### [WORK TO BE COMPLETED]
Each line of the entries that mentions the string "clone" needs to be reported.

### [DATA TO USE]
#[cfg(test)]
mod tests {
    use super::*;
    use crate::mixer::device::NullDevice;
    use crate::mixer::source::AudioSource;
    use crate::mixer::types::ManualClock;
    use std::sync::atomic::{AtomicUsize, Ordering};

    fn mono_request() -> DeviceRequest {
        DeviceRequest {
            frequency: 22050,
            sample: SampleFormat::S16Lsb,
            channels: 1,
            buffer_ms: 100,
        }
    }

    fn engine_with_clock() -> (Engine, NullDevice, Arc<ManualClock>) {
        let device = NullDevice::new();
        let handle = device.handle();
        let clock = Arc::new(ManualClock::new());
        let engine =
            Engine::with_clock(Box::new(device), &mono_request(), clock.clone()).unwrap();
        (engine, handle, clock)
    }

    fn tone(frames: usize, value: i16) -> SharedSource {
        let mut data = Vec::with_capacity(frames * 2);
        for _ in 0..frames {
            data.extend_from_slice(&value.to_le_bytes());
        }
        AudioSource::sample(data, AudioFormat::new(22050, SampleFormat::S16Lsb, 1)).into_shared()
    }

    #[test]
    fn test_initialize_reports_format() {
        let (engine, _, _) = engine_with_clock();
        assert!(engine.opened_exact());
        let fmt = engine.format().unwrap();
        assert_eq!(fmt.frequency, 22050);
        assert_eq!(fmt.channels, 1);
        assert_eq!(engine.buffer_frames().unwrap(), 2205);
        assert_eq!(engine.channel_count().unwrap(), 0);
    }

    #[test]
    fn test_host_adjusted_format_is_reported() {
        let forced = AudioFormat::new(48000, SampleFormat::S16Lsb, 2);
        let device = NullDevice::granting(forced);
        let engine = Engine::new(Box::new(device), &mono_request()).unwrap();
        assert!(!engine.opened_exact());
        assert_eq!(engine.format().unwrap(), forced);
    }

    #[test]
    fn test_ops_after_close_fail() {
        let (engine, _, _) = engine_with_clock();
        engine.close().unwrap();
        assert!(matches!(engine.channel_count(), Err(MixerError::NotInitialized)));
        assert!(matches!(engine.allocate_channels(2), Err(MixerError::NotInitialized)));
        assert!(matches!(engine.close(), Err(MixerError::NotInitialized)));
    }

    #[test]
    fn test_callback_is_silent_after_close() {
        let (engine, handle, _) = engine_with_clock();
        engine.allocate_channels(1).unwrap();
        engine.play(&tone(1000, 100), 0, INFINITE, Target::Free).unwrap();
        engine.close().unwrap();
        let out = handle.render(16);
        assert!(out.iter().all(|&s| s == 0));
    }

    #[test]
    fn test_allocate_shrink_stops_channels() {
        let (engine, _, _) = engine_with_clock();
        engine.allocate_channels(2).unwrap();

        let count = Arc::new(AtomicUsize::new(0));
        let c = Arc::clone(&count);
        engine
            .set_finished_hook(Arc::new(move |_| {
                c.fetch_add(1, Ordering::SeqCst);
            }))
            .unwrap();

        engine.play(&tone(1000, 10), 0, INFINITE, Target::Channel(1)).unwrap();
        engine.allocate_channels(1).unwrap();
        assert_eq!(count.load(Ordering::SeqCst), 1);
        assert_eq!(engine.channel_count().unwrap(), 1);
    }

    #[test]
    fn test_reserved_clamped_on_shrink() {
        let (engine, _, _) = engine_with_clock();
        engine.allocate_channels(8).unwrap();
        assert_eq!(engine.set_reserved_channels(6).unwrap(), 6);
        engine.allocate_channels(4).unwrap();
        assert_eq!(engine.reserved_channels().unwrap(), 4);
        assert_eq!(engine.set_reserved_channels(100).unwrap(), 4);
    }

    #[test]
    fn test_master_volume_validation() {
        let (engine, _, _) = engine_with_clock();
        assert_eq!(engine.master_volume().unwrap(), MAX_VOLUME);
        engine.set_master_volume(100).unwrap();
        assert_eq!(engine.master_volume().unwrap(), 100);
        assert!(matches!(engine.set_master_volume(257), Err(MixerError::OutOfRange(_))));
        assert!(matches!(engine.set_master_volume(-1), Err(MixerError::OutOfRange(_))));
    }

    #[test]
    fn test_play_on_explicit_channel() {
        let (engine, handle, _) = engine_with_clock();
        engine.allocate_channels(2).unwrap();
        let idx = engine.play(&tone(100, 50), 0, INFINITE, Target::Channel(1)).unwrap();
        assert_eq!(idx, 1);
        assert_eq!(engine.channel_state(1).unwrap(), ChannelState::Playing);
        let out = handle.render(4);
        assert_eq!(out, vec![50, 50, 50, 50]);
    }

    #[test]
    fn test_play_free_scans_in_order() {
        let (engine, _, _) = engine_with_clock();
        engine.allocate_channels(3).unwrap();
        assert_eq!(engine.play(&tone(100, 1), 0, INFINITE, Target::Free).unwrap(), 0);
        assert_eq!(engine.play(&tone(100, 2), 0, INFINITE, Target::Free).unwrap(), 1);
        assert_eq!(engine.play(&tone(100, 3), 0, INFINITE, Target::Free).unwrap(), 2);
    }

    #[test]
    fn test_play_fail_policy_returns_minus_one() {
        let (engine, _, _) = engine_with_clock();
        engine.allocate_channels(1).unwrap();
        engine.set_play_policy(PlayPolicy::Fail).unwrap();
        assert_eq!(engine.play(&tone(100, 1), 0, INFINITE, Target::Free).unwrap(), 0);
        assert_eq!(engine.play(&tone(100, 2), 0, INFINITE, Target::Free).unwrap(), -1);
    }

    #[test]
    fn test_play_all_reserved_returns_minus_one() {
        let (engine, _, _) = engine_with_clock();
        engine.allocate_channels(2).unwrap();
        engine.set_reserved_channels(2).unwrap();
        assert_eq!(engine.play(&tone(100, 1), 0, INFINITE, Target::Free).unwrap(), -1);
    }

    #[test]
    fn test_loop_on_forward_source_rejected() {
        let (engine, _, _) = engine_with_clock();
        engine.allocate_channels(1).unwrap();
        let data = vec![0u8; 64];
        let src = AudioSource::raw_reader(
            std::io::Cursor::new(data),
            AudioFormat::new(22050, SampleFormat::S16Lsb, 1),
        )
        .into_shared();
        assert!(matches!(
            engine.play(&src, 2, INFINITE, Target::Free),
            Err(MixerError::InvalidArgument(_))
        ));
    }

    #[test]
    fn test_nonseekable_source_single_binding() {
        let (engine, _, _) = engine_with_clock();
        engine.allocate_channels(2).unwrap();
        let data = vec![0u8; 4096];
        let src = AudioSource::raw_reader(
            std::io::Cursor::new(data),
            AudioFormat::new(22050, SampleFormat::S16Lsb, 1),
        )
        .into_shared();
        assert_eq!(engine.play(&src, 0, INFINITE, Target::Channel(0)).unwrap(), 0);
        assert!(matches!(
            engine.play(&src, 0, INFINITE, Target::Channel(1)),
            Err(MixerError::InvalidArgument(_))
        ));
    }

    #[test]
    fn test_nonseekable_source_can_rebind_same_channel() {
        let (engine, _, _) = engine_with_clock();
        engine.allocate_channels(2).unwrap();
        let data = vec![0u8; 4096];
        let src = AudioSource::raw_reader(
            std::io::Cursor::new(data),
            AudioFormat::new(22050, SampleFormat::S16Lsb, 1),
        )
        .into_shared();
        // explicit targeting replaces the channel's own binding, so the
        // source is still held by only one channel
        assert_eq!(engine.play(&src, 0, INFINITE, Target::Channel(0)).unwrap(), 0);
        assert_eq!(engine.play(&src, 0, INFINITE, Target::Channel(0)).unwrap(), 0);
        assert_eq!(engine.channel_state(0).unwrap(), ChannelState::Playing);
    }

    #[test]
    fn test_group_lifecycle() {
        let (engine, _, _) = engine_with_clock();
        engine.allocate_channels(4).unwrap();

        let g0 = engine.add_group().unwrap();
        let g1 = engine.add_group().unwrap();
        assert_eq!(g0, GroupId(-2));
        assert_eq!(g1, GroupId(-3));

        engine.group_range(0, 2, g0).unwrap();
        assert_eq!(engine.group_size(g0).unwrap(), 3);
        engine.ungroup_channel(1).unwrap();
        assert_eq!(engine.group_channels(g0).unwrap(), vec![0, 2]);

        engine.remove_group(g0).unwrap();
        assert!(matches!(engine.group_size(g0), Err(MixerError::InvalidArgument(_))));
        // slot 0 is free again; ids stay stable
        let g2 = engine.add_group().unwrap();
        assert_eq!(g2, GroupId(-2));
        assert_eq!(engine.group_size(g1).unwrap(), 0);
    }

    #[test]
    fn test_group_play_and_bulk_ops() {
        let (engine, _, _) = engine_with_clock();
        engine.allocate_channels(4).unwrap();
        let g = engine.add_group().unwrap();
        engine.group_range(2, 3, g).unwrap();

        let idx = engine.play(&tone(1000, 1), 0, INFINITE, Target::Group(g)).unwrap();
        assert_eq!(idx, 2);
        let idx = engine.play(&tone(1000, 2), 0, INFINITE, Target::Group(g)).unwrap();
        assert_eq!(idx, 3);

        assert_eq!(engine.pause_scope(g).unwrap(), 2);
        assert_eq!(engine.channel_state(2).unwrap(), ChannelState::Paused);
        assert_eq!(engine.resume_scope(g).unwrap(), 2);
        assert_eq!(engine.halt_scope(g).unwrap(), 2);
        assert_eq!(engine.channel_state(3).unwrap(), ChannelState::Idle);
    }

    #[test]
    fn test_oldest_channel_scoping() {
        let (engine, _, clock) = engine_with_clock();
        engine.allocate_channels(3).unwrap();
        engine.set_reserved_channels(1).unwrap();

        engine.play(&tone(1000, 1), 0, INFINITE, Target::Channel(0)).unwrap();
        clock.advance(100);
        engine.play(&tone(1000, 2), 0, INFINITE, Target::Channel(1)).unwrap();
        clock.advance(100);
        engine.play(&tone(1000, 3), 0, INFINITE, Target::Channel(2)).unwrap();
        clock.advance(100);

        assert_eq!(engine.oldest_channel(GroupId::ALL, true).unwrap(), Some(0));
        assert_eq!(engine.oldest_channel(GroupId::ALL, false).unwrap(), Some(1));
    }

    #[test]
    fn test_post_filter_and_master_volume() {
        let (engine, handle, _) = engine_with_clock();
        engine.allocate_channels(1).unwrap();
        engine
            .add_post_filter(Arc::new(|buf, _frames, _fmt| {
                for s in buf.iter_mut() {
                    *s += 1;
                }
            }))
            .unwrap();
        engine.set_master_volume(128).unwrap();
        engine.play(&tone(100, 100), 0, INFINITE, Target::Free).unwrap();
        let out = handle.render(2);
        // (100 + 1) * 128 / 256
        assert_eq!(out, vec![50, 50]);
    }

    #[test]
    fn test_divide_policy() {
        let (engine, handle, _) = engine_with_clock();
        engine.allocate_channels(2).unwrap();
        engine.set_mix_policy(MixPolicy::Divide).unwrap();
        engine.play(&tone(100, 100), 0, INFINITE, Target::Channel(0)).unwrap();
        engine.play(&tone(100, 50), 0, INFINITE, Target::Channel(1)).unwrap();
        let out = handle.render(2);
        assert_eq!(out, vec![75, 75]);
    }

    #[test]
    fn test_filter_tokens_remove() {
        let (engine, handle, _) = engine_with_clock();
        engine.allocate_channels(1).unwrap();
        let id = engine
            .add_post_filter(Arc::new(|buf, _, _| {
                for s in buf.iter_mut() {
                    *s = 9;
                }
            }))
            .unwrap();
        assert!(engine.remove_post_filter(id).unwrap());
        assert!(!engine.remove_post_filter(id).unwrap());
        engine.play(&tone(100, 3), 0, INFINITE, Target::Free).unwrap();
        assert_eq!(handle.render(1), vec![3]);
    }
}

### [OUTPUT OF THE EXERCISE]
            Engine::with_clock(Box::new(device), &mono_request(), clock.clone()).unwrap();
        let c = Arc::clone(&count);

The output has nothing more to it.